Assigned task:
Consider the records below. How many of their lines include the word "impl"? State the number and nothing else.

Available records:

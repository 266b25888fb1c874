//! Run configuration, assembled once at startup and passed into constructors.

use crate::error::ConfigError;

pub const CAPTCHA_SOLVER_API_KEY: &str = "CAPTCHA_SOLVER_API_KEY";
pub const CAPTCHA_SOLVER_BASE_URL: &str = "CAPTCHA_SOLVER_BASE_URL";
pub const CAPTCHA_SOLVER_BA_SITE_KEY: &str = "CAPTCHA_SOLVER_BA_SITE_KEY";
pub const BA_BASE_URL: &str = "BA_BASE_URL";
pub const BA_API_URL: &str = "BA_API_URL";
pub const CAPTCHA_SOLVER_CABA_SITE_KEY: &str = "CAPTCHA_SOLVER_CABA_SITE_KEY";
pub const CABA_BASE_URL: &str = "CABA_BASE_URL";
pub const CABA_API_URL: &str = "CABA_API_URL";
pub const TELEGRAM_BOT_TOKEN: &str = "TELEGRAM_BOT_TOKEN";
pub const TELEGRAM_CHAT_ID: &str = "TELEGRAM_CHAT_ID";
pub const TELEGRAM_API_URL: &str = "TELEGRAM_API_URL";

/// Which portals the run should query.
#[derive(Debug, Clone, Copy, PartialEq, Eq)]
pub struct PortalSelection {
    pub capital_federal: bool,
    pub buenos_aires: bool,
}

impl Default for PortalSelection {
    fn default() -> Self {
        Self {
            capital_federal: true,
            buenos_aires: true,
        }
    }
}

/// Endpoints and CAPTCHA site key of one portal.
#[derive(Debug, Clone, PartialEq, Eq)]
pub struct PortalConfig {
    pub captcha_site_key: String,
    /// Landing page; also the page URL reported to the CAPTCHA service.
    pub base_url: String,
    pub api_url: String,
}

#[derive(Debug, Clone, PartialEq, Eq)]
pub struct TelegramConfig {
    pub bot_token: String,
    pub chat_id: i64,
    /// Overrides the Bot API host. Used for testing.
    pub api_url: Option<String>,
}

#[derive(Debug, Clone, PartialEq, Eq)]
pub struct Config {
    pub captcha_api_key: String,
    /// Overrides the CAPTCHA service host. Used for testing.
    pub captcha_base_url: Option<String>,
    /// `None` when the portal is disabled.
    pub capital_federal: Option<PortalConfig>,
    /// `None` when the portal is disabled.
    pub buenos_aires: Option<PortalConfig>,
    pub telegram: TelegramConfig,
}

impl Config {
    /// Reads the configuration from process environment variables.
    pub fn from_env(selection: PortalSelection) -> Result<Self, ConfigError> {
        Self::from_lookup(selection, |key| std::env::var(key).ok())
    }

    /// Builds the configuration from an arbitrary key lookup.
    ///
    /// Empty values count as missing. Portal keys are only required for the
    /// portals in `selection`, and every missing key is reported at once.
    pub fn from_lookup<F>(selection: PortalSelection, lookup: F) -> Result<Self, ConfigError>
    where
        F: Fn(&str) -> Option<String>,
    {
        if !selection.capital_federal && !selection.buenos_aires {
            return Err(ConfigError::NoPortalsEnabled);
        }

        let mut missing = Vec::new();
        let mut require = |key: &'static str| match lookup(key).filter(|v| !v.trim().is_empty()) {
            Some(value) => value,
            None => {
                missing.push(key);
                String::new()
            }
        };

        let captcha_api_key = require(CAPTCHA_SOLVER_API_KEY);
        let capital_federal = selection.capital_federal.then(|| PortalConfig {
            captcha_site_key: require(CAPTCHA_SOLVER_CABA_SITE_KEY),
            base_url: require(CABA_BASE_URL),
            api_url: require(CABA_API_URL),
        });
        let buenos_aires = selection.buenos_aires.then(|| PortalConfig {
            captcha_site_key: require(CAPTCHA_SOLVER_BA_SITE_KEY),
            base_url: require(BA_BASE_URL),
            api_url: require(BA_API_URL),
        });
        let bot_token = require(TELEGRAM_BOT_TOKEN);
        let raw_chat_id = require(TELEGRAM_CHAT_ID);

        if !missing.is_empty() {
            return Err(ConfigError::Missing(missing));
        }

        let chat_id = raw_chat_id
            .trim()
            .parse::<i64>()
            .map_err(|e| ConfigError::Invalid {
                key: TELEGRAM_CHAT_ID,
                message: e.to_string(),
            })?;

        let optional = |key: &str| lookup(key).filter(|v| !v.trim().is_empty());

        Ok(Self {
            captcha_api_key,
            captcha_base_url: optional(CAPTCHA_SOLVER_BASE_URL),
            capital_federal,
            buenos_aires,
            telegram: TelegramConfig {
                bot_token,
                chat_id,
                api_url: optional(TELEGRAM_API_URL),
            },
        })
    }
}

--

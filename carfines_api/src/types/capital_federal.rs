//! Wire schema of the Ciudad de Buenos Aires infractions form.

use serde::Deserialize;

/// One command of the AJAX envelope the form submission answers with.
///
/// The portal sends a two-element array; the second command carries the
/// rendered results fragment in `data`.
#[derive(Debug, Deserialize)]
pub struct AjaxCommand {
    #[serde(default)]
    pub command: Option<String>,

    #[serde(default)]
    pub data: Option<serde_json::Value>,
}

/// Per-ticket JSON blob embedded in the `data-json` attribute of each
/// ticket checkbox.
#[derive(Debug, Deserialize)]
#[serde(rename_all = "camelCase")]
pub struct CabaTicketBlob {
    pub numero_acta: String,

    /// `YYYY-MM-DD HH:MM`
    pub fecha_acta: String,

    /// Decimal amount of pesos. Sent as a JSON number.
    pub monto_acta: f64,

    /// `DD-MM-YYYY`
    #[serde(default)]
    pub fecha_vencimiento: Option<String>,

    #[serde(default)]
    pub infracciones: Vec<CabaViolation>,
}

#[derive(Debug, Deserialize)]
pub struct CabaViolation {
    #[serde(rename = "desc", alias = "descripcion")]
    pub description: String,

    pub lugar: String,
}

Answer to this exercise:
2